In this example, we will use only the last dataset, ‘Zhou 2016’, considering only the first subject.

Running the benchmark#

The benchmark is run using the benchmark function. You need to specify the folder containing the pipelines to use, the kind of evaluation and the paradigm to use. By default, the benchmark will use all available datasets for all paradigms listed in the pipelines. You could restrict to specific evaluation and paradigm using the evaluations and paradigms arguments.

To save computation time, the results are cached. If you want to re-run the benchmark, you can set the overwrite argument to True.

It is possible to indicate the folder to cache the results and the one to save the analysis & figures. By default, the results are saved in the results folder, and the analysis & figures are saved in the benchmark folder.

dataset = Zhou2016()
dataset2 = BNCI2014_001()
dataset.subject_list = dataset.subject_list[:1]
dataset2.subject_list = dataset2.subject_list[:1]
datasets = [dataset, dataset2]

Configuring CodeCarbon Tracking#

The benchmark function supports CodeCarbon configuration through the codecarbon_config parameter.

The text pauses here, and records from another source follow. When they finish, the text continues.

//! Parsing and validation for the duration inputs.

use once_cell::sync::Lazy;
use regex::Regex;
use thiserror::Error;

// Compiled regexes for duration parsing
static DURATION_MIN_SEC_REGEX: Lazy<Regex> =
    Lazy::new(|| Regex::new(r"^(\d+)m\s*(\d+)s$").unwrap());
static DURATION_MIN_REGEX: Lazy<Regex> = Lazy::new(|| Regex::new(r"^(\d+)m$").unwrap());
static DURATION_COLON_REGEX: Lazy<Regex> = Lazy::new(|| Regex::new(r"^(\d+):(\d{1,2})$").unwrap());
static DURATION_SEC_REGEX: Lazy<Regex> = Lazy::new(|| Regex::new(r"^(\d+)s$").unwrap());

#[derive(Debug, Error, PartialEq, Eq)]
pub enum DurationParseError {
    #[error("Duration cannot be empty")]
    EmptyInput,
    #[error("Invalid duration format. Use: 2:30, 2m30s, 2m, 45s, or 150")]
    InvalidFormat,
    #[error("Invalid minutes value")]
    InvalidMinutes,
    #[error("Invalid seconds: {0} (must be 0-59)")]
    InvalidSeconds(u32),
}

fn parse_part(text: &str, err: DurationParseError) -> Result<u32, DurationParseError> {
    text.parse().map_err(|_| err)
}

fn minutes_seconds(minutes: u32, seconds: u32) -> Result<u32, DurationParseError> {
    if seconds > 59 {
        return Err(DurationParseError::InvalidSeconds(seconds));
    }
    minutes
        .checked_mul(60)
        .and_then(|m| m.checked_add(seconds))
        .ok_or(DurationParseError::InvalidMinutes)
}

/// Parse a typed duration into whole seconds.
///
/// Supported formats:
/// - Pure number: "150" (seconds)
/// - Colon format: "2:30" (minutes:seconds)
/// - Minutes and seconds: "2m 30s" or "2m30s"
/// - Minutes only: "2m"
/// - Seconds only: "45s"
///
/// Range limits are not applied here; the duration setter clamps.
pub fn parse_duration_input(input: &str) -> Result<u32, DurationParseError> {
    let trimmed = input.trim();
    if trimmed.is_empty() {
        return Err(DurationParseError::EmptyInput);
    }

    if let Ok(seconds) = trimmed.parse::<u32>() {
        return Ok(seconds);
    }

    if let Some(captures) = DURATION_COLON_REGEX
        .captures(trimmed)
        .or_else(|| DURATION_MIN_SEC_REGEX.captures(trimmed))
    {
        let minutes = parse_part(&captures[1], DurationParseError::InvalidMinutes)?;
        let seconds = parse_part(&captures[2], DurationParseError::InvalidSeconds(0))?;
        return minutes_seconds(minutes, seconds);
    }

    if let Some(captures) = DURATION_MIN_REGEX.captures(trimmed) {
        let minutes = parse_part(&captures[1], DurationParseError::InvalidMinutes)?;
        return minutes_seconds(minutes, 0);
    }

    if let Some(captures) = DURATION_SEC_REGEX.captures(trimmed) {
        return parse_part(&captures[1], DurationParseError::InvalidFormat);
    }

    Err(DurationParseError::InvalidFormat)
}

/// Generic numeric input validation
pub fn validate_numeric_input<T>(
    input: &str,
    min: Option<T>,
    max: Option<T>,
    field_name: &str,
) -> Result<T, String>
where
    T: std::str::FromStr + std::fmt::Display + PartialOrd,
{
    let trimmed = input.trim();
    if trimmed.is_empty() {
        return Err(format!("{} cannot be empty", field_name));
    }

    match trimmed.parse::<T>() {
        Ok(val) => {
            if let Some(min_val) = min {
                if val < min_val {
                    return Err(format!("{} must be at least {}", field_name, min_val));
                }
            }
            if let Some(max_val) = max {
                if val > max_val {
                    return Err(format!("{} cannot exceed {}", field_name, max_val));
                }
            }
            Ok(val)
        }
        Err(_) => Err(format!("{} must be a valid number", field_name)),
    }
}

/// Validate the raw value reported by the duration slider.
pub fn validate_slider_value(input: &str) -> Result<i64, String> {
    use crate::config::{MAX_DURATION_SEC, MIN_DURATION_SEC};
    validate_numeric_input(
        input,
        Some(MIN_DURATION_SEC as i64),
        Some(MAX_DURATION_SEC as i64),
        "Duration",
    )
}
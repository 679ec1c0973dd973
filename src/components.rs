//! Pure Yew view components for the retro timer.
//!
//! Everything here renders from props; state and side effects stay in
//! `main.rs` and the hooks.

use crate::hooks::ValidatedInput;
use retro_timer::config::{Preset, MAX_DURATION_SEC, MIN_DURATION_SEC, NUDGE_DELTA, SLIDER_STEP_SEC, STEP_DELTAS};
use retro_timer::{format_centis, format_duration, EngineState, Lap, LapLog, Mode};
use yew::prelude::*;

/// Label for a fine-adjustment button, e.g. `-1m` or `+10s`.
fn step_label(delta: i32) -> String {
    let sign = if delta < 0 { '-' } else { '+' };
    let magnitude = delta.unsigned_abs();
    if magnitude % 60 == 0 {
        format!("{}{}m", sign, magnitude / 60)
    } else {
        format!("{}{}s", sign, magnitude)
    }
}

#[derive(Properties, PartialEq)]
pub struct StatusBarProps {
    pub status_text: AttrValue,
    pub clock: AttrValue,
}

#[function_component(StatusBar)]
pub fn status_bar(props: &StatusBarProps) -> Html {
    html! {
        <div class="status-bar">
            <span class="status-text">{ props.status_text.clone() }</span>
            <span class="wall-clock">{ props.clock.clone() }</span>
        </div>
    }
}

#[derive(Properties, PartialEq)]
pub struct TimeDisplayProps {
    pub mode: Mode,
    pub text: AttrValue,
    pub completed: bool,
}

#[function_component(TimeDisplay)]
pub fn time_display(props: &TimeDisplayProps) -> Html {
    html! {
        <div class="display">
            <h1 class="mode-title">{ props.mode.label() }</h1>
            <div class={classes!("digital-display", props.completed.then_some("completed"))}>
                { props.text.clone() }
            </div>
        </div>
    }
}

#[derive(Properties, PartialEq)]
pub struct ModeButtonsProps {
    pub mode: Mode,
    pub on_select: Callback<Mode>,
}

#[function_component(ModeButtons)]
pub fn mode_buttons(props: &ModeButtonsProps) -> Html {
    let button = |mode: Mode| {
        let on_select = props.on_select.clone();
        html! {
            <button
                class={classes!("mode-button", (props.mode == mode).then_some("active"))}
                onclick={Callback::from(move |_: MouseEvent| on_select.emit(mode))}
            >
                { mode.label() }
            </button>
        }
    };

    html! {
        <div class="mode-buttons">
            { button(Mode::Stopwatch) }
            { button(Mode::Timer) }
        </div>
    }
}

#[derive(Properties, PartialEq)]
pub struct TimerSettingsProps {
    pub duration: u32,
    pub presets: Vec<Preset>,
    pub entry: ValidatedInput,
    pub on_preset: Callback<u32>,
    pub on_adjust: Callback<i32>,
    pub on_slider: Callback<InputEvent>,
}

/// Duration panel: presets, step buttons, slider and a typed entry.
#[function_component(TimerSettings)]
pub fn timer_settings(props: &TimerSettingsProps) -> Html {
    let adjust_button = |delta: i32, label: String| {
        let on_adjust = props.on_adjust.clone();
        html! {
            <button class="adjust-button"
                onclick={Callback::from(move |_: MouseEvent| on_adjust.emit(delta))}>
                { label }
            </button>
        }
    };

    let on_entry_change = props.entry.on_commit.reform(|_: Event| ());
    let on_entry_keydown = {
        let on_commit = props.entry.on_commit.clone();
        Callback::from(move |e: KeyboardEvent| {
            if e.key() == "Enter" {
                on_commit.emit(());
            }
        })
    };

    html! {
        <div class="timer-settings">
            <div class="set-time">
                <span class="set-time-label">{ "SET TIME:" }</span>
                <span class="set-time-value">{ format_duration(props.duration) }</span>
            </div>

            <div class="presets">
                { props.presets.iter().map(|preset| {
                    let on_preset = props.on_preset.clone();
                    let seconds = preset.seconds;
                    html! {
                        <button
                            key={preset.label.clone()}
                            class={classes!("preset-button", (props.duration == seconds).then_some("active"))}
                            onclick={Callback::from(move |_: MouseEvent| on_preset.emit(seconds))}
                        >
                            { preset.label.clone() }
                        </button>
                    }
                }).collect::<Html>() }
            </div>

            <div class="fine-adjust">
                { STEP_DELTAS.iter().map(|&d| adjust_button(d, step_label(d))).collect::<Html>() }
            </div>

            <div class="slider-with-value">
                { adjust_button(-NUDGE_DELTA, "−".to_string()) }
                <input type="range"
                    min={MIN_DURATION_SEC.to_string()}
                    max={MAX_DURATION_SEC.to_string()}
                    step={SLIDER_STEP_SEC.to_string()}
                    value={props.duration.to_string()}
                    oninput={props.on_slider.clone()}
                />
                { adjust_button(NUDGE_DELTA, "+".to_string()) }
            </div>

            <div class="duration-entry">
                <input type="text"
                    value={props.entry.text.clone()}
                    oninput={props.entry.on_text_input.clone()}
                    onchange={on_entry_change}
                    onkeydown={on_entry_keydown}
                />
                if let Some(err) = &props.entry.error {
                    <div class="error-message">{ err }</div>
                }
            </div>
        </div>
    }
}

/// Renders a single lap row
fn render_lap_row(lap: &Lap) -> Html {
    html! {
        <div class="lap-row" key={lap.number()}>
            <span class="lap-number">{ format!("Lap {}", lap.number()) }</span>
            <span class="lap-time">{ format_centis(lap.centis()) }</span>
        </div>
    }
}

#[derive(Properties, PartialEq)]
pub struct LapListProps {
    pub laps: LapLog,
}

#[function_component(LapList)]
pub fn lap_list(props: &LapListProps) -> Html {
    html! {
        <div class="laps">
            <div class="laps-header">
                <span>{ "LAP" }</span>
                <span>{ "TIME" }</span>
            </div>
            if props.laps.is_empty() {
                <div class="no-laps">{ "No laps recorded" }</div>
            } else {
                { props.laps.newest_first().map(render_lap_row).collect::<Html>() }
            }
        </div>
    }
}

#[derive(Properties, PartialEq)]
pub struct ControlBarProps {
    pub mode: Mode,
    pub state: EngineState,
    pub settings_open: bool,
    pub on_stop: Callback<MouseEvent>,
    pub on_play_pause: Callback<MouseEvent>,
    pub on_lap: Callback<MouseEvent>,
    pub on_toggle_settings: Callback<MouseEvent>,
}

/// Stop, play/pause, and either lap (stopwatch) or settings (timer).
#[function_component(ControlBar)]
pub fn control_bar(props: &ControlBarProps) -> Html {
    let running = props.state == EngineState::Running;

    html! {
        <div class="controls">
            <button class="control stop" onclick={props.on_stop.clone()}>{ "■" }</button>
            <button
                class={classes!("control", if running { "pause" } else { "play" })}
                onclick={props.on_play_pause.clone()}
            >
                { if running { "❚❚" } else { "▶" } }
            </button>
            if props.mode == Mode::Stopwatch {
                <button class="control lap" disabled={!running} onclick={props.on_lap.clone()}>
                    { "⚑" }
                </button>
            } else {
                <button
                    class={classes!("control", "settings", props.settings_open.then_some("open"))}
                    onclick={props.on_toggle_settings.clone()}
                >
                    { "⏲" }
                </button>
            }
        </div>
    }
}

#[derive(Properties, PartialEq)]
pub struct SoundToggleProps {
    pub enabled: bool,
    pub on_toggle: Callback<MouseEvent>,
}

#[function_component(SoundToggle)]
pub fn sound_toggle(props: &SoundToggleProps) -> Html {
    html! {
        <button class="sound-toggle" onclick={props.on_toggle.clone()}>
            { if props.enabled { "🔊" } else { "🔇" } }
        </button>
    }
}

#[cfg(test)]
mod tests {
    use super::*;

    #[test]
    fn step_labels() {
        let labels: Vec<String> = STEP_DELTAS.iter().map(|&d| step_label(d)).collect();
        assert_eq!(labels, vec!["-1m", "-10s", "+10s", "+1m"]);
        assert_eq!(step_label(NUDGE_DELTA), "+1s");
    }
}
//! Shared helper functions for CLI commands.

use std::io::{self, Write};

use indicatif::{ProgressBar, ProgressStyle};

/// Ask for a channel on stdin.
pub fn prompt_query() -> io::Result<String> {
    print!("Enter a YouTube channel: ");
    io::stdout().flush()?;
    let mut input = String::new();
    io::stdin().read_line(&mut input)?;
    Ok(input.trim().to_string())
}

/// Bar counting scraped videos, with the current video as its message.
pub fn video_progress_bar() -> ProgressBar {
    let progress = ProgressBar::new(0);
    let style = ProgressStyle::default_bar()
        .template("{spinner:.green} [{bar:30.cyan/blue}] {wide_msg}")
        .map(|style| style.progress_chars("█▓░"))
        .unwrap_or_else(|_| ProgressStyle::default_bar());
    progress.set_style(style);
    progress
}

/// Shorten `s` to at most `max` characters, marking the cut with `...`.
pub fn truncate(s: &str, max: usize) -> String {
    if s.chars().count() <= max {
        s.to_string()
    } else {
        let kept: String = s.chars().take(max.saturating_sub(3)).collect();
        format!("{}...", kept)
    }
}
//! Per-run channel session state.

use super::VideoLinkRecord;

/// Whether this run scrapes a channel for the first time or refreshes saved records.
#[derive(Debug, Clone, Copy, PartialEq, Eq)]
pub enum Mode {
    Create,
    Update,
}

impl Mode {
    pub fn as_str(&self) -> &'static str {
        match self {
            Mode::Create => "CREATE",
            Mode::Update => "UPDATE",
        }
    }
}

impl std::fmt::Display for Mode {
    fn fmt(&self, f: &mut std::fmt::Formatter<'_>) -> std::fmt::Result {
        f.write_str(self.as_str())
    }
}

/// A channel resolved from a search, together with whatever was saved for it before.
#[derive(Debug, Clone)]
pub struct ChannelSession {
    channel_name: String,
    prior_records: Vec<VideoLinkRecord>,
}

impl ChannelSession {
    /// Start a session. `prior` is `None` when nothing was ever saved for the channel.
    pub fn new(channel_name: impl Into<String>, prior: Option<Vec<VideoLinkRecord>>) -> Self {
        Self {
            channel_name: channel_name.into(),
            prior_records: prior.unwrap_or_default(),
        }
    }

    pub fn channel_name(&self) -> &str {
        &self.channel_name
    }

    pub fn prior_records(&self) -> &[VideoLinkRecord] {
        &self.prior_records
    }

    /// UPDATE when at least one record was saved, CREATE otherwise.
    pub fn mode(&self) -> Mode {
        if self.prior_records.is_empty() {
            Mode::Create
        } else {
            Mode::Update
        }
    }

    /// Title of the newest saved video (the first record).
    pub fn last_saved_title(&self) -> Option<&str> {
        self.prior_records.first().map(|r| r.video_title.as_str())
    }

    /// Newly scraped records (newest first) followed by the prior records, order preserved.
    pub fn merge(self, new_records: Vec<VideoLinkRecord>) -> Vec<VideoLinkRecord> {
        let mut merged = new_records;
        merged.extend(self.prior_records);
        merged
    }
}

#[cfg(test)]
mod tests {
    use super::*;

    fn record(title: &str, name: &str) -> VideoLinkRecord {
        VideoLinkRecord::new(title, name, format!("https://www.youtube.com/redirect?q={}", name))
    }

    #[test]
    fn test_mode_follows_prior_records() {
        assert_eq!(ChannelSession::new("chan", None).mode(), Mode::Create);
        assert_eq!(ChannelSession::new("chan", Some(vec![])).mode(), Mode::Create);
        assert_eq!(
            ChannelSession::new("chan", Some(vec![record("v1", "a")])).mode(),
            Mode::Update
        );
    }

    #[test]
    fn test_last_saved_title_is_first_record() {
        let session = ChannelSession::new(
            "chan",
            Some(vec![record("newest", "a"), record("older", "b")]),
        );
        assert_eq!(session.last_saved_title(), Some("newest"));
        assert_eq!(ChannelSession::new("chan", None).last_saved_title(), None);
    }

    #[test]
    fn test_merge_prepends_new_records() {
        let prior = vec![record("v2", "a"), record("v2", "b"), record("v1", "c")];
        let new = vec![record("v4", "d"), record("v3", "e")];
        let session = ChannelSession::new("chan", Some(prior.clone()));

        let merged = session.merge(new.clone());

        assert_eq!(merged.len(), new.len() + prior.len());
        assert_eq!(&merged[..2], new.as_slice());
        assert_eq!(&merged[2..], prior.as_slice());
    }

    #[test]
    fn test_merge_without_new_records_keeps_prior() {
        let prior = vec![record("v1", "a")];
        let session = ChannelSession::new("chan", Some(prior.clone()));
        assert_eq!(session.merge(Vec::new()), prior);
    }
}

This allows fine-grained control over how emissions are tracked and reported.

CodeCarbon provides many configuration options:

Output Options:
  • save_to_file (bool): Save results to CSV file (default: False)

  • log_level (str): Logging verbosity (default: ‘error’)

  • output_dir (str): Directory for output files (default: ‘.’)

  • output_file (str): CSV filename (default: ‘emissions.csv’)

Tracking Options:
  • tracking_mode (str): ‘machine’ for system-wide, ‘process’ for isolated

  • measure_power_secs (int): Power measurement interval in seconds

  • experiment_name (str): Label for the experiment

  • project_name (str): Project identifier

Hardware Options:
  • gpu_ids (str): Comma-separated GPU IDs to track

  • force_cpu_power (float): Manual CPU power in watts

  • force_ram_power (float): Manual RAM power in watts

API & Output Backends:
  • save_to_api (bool): Send data to CodeCarbon API

  • api_endpoint (str): Custom API endpoint

  • save_to_prometheus (bool): Push to Prometheus

  • prometheus_url (str): Prometheus server address

Location & Electricity:
  • country_2letter_iso_code (str): Country code for carbon intensity

  • electricitymaps_api_token (str): API token for real-time data

  • pue (float): Power Usage Effectiveness of data center

Example 1: Basic configuration with CSV output and verbose logging Note: Using ‘process’ tracking mode requires fewer system permissions than ‘machine’ mode

codecarbon_config = {
    "save_to_file": True,
    "log_level": "error",
    "output_file": "emissions_results.csv",
    "experiment_name": "MOABB_Benchmark_Zhou2016",
    "tracking_mode": "process",  # Use process-level tracking to reduce permission requirements
}

results = benchmark(
    pipelines="./pipelines_codecarbon/",
    evaluations=["WithinSession"],
    paradigms=["LeftRightImagery"],
    include_datasets=datasets,
    results="./results/",
    overwrite=False,
    plot=False,
    output="./benchmark/",
    codecarbon_config=codecarbon_config,
)

Benchmark prints a summary of the results. Detailed results are saved in a pandas dataframe, and can be used to generate figures. The analysis & figures are saved in the benchmark folder.

results.head()

order_list = [
    "CSP + SVM",
    "Tangent Space LR",
    "EN Grid",
    "CSP + LDA Grid",
]

Comprehensive CodeCarbon Visualization Analysis#

The codecarbon_plot function provides multiple visualization modes to analyze emissions data from different perspectives. Each mode answers specific questions about the sustainability and efficiency of your pipelines.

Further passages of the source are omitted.